> [Source information]:

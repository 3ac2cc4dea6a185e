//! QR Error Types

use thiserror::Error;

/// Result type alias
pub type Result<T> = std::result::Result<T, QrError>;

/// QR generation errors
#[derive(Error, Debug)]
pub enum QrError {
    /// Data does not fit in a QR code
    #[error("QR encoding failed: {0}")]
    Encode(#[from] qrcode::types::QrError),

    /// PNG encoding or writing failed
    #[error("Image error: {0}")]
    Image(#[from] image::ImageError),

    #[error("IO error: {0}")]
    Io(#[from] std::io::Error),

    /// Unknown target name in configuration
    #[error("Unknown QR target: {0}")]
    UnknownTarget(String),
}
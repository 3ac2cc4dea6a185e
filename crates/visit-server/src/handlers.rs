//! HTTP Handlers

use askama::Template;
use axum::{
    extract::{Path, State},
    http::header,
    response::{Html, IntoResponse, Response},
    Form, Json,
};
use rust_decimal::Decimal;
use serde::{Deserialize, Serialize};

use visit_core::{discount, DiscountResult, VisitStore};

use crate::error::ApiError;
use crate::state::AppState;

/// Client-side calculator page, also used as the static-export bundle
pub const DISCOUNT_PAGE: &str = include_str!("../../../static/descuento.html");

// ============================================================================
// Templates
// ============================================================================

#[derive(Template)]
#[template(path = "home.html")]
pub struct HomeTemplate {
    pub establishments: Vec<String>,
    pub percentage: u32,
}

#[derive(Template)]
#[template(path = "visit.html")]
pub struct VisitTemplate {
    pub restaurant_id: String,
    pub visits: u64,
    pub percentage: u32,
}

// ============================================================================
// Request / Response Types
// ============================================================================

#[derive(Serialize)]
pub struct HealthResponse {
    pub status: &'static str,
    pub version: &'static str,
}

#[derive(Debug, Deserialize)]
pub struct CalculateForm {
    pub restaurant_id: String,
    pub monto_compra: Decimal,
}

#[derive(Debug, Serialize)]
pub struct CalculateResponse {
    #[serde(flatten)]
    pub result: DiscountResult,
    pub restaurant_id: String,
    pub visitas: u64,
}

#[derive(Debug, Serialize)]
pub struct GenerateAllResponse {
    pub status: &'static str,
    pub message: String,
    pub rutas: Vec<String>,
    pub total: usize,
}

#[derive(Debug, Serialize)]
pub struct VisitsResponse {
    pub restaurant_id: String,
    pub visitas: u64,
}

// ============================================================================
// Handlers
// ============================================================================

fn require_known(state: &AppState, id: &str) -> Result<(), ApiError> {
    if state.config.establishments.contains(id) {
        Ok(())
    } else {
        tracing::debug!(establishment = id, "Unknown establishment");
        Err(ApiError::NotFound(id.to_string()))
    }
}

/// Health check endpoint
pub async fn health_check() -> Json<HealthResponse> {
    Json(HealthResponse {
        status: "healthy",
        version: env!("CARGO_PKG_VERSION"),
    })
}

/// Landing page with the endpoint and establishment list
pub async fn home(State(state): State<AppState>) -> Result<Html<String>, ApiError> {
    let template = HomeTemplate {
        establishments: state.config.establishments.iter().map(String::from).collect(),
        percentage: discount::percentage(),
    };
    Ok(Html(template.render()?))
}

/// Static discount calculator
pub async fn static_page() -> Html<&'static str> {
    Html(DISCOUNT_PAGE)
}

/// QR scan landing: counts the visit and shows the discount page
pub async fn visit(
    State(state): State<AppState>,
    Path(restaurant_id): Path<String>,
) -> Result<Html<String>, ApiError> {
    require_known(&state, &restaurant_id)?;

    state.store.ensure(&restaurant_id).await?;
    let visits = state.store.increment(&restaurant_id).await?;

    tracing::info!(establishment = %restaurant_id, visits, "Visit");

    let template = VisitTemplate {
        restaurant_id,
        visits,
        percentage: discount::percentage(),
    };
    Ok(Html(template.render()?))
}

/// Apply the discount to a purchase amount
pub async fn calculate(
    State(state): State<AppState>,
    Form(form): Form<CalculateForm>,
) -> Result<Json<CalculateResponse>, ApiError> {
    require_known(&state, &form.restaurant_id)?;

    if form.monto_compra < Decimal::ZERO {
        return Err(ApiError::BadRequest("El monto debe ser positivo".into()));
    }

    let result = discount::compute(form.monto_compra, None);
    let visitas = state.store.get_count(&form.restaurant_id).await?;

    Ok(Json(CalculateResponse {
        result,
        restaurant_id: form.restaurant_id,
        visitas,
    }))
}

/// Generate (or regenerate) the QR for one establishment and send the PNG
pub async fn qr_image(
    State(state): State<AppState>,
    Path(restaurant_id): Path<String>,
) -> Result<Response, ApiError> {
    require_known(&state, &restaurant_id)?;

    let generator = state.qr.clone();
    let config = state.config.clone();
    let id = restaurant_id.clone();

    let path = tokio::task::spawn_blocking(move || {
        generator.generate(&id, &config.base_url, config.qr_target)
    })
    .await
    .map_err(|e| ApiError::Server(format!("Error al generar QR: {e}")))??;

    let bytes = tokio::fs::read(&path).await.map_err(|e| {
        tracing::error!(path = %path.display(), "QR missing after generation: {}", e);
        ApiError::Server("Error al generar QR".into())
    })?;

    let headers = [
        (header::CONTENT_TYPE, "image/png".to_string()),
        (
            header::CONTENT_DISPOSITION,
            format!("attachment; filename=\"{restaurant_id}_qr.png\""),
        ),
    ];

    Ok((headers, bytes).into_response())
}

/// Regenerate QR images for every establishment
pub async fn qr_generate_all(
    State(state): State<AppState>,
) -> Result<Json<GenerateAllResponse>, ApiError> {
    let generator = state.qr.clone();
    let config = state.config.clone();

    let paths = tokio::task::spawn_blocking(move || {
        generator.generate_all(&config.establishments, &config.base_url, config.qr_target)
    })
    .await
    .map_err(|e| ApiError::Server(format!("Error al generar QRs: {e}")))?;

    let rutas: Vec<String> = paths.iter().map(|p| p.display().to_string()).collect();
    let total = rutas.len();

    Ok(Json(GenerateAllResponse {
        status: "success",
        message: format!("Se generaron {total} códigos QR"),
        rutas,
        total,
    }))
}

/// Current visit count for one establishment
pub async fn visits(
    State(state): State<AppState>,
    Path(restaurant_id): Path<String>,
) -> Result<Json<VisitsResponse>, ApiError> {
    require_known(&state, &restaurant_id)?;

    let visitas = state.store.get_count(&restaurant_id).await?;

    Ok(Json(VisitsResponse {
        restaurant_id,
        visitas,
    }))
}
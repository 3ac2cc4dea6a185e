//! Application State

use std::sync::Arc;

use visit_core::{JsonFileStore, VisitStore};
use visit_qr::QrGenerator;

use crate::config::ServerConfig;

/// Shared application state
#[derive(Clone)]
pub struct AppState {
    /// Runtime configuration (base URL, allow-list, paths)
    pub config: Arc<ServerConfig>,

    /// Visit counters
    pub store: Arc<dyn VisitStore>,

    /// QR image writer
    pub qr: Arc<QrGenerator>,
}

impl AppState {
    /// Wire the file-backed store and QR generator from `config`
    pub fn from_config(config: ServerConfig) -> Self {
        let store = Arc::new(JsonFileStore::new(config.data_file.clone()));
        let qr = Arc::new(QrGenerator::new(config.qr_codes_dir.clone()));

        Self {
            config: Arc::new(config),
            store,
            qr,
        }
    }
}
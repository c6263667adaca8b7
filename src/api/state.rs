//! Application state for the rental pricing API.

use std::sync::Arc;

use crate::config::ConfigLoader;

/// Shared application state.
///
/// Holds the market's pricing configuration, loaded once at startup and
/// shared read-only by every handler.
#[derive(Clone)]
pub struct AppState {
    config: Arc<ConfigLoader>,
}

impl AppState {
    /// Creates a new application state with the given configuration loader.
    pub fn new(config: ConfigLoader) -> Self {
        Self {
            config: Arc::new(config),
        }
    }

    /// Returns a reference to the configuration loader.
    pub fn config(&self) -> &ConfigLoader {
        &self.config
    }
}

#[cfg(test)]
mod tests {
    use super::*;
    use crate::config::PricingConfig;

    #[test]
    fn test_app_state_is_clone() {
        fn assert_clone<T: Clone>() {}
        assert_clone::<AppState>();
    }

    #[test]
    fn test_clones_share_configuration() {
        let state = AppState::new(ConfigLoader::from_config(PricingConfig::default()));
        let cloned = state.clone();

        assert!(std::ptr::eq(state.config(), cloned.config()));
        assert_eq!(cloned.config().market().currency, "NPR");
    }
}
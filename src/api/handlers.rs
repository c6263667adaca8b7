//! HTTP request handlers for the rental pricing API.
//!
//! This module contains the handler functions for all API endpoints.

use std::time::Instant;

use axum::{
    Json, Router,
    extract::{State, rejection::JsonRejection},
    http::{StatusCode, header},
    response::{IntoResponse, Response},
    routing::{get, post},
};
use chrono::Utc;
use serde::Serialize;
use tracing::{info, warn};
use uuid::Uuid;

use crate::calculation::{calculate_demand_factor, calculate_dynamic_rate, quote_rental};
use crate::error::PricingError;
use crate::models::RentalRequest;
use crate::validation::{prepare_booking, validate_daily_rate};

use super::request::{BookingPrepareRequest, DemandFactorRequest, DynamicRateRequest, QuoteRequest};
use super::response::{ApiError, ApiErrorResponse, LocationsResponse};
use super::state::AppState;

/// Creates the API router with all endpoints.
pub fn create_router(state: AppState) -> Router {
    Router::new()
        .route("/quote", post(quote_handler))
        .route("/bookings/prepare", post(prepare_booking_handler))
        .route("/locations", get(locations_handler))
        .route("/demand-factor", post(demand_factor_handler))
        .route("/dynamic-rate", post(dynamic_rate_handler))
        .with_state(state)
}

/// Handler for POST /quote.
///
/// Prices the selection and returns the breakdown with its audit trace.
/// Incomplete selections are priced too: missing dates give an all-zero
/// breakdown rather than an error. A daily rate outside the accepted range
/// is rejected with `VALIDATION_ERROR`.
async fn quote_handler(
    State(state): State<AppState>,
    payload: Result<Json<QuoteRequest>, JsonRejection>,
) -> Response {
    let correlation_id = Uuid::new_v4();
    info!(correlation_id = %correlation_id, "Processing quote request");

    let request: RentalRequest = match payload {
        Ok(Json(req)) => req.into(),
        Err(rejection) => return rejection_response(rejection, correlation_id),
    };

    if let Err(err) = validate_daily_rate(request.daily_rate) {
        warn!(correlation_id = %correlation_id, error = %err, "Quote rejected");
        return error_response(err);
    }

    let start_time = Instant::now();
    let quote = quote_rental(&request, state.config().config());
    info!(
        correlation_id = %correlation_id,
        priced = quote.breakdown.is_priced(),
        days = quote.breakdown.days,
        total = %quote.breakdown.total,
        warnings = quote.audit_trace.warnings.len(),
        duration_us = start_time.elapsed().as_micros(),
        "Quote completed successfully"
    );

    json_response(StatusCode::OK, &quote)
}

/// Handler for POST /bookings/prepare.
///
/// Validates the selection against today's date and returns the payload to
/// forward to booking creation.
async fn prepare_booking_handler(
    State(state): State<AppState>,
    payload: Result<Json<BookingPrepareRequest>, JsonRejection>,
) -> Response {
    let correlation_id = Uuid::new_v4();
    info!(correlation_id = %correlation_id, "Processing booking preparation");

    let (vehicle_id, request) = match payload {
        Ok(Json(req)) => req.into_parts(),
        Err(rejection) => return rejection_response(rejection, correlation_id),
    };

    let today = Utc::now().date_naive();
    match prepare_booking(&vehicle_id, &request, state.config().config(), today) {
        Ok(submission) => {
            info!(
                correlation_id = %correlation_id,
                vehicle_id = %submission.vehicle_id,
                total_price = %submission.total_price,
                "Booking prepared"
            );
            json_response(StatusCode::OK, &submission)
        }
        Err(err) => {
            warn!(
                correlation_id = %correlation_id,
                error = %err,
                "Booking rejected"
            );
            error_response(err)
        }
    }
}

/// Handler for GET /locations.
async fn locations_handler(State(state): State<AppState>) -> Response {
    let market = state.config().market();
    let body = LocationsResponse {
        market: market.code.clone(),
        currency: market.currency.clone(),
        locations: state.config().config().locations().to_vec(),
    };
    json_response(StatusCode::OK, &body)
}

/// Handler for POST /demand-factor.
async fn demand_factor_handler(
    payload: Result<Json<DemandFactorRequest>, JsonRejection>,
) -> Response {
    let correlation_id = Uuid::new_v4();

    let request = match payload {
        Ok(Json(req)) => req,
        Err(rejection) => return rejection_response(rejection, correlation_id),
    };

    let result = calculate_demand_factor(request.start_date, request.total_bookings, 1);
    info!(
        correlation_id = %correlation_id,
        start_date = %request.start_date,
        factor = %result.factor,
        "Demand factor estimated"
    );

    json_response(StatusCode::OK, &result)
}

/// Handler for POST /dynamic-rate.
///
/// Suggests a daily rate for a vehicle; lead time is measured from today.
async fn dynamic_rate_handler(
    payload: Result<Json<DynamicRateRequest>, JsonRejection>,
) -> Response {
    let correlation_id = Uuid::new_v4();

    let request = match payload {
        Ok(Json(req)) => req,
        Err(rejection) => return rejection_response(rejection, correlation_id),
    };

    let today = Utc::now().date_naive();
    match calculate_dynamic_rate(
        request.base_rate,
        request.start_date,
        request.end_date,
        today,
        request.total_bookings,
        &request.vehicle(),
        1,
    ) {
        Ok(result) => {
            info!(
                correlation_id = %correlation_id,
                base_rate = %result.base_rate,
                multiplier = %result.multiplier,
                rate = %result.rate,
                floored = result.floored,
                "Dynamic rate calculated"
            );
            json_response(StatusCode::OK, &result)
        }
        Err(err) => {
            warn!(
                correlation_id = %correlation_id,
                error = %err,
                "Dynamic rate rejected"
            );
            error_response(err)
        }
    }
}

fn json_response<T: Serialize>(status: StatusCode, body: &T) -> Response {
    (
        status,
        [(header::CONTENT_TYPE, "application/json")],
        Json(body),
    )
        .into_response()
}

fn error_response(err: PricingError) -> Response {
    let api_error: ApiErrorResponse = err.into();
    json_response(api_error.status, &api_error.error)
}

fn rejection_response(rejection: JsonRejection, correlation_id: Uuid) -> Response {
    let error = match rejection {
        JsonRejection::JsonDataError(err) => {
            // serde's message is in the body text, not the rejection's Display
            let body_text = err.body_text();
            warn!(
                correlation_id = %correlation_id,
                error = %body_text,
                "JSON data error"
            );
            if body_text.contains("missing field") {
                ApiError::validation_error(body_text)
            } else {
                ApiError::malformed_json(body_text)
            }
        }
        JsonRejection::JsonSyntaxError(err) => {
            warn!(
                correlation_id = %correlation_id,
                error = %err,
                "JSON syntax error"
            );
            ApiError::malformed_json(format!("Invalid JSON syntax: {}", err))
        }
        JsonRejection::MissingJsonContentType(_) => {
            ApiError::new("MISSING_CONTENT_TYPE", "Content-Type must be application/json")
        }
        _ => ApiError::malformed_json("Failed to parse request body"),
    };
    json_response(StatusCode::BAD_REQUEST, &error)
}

> [About this exercise]: Beginning at the first line of the data above, retype each line until you reach the line containing "or writing failed", and include that one too. Add nothing else.

> [Answer to the exercise]:
repository 3ac2cc4dea6a185e
//! QR Error Types

use thiserror::Error;

/// Result type alias
pub type Result<T> = std::result::Result<T, QrError>;

/// QR generation errors
#[derive(Error, Debug)]
pub enum QrError {
    /// Data does not fit in a QR code
    #[error("QR encoding failed: {0}")]
    Encode(#[from] qrcode::types::QrError),

    /// PNG encoding or writing failed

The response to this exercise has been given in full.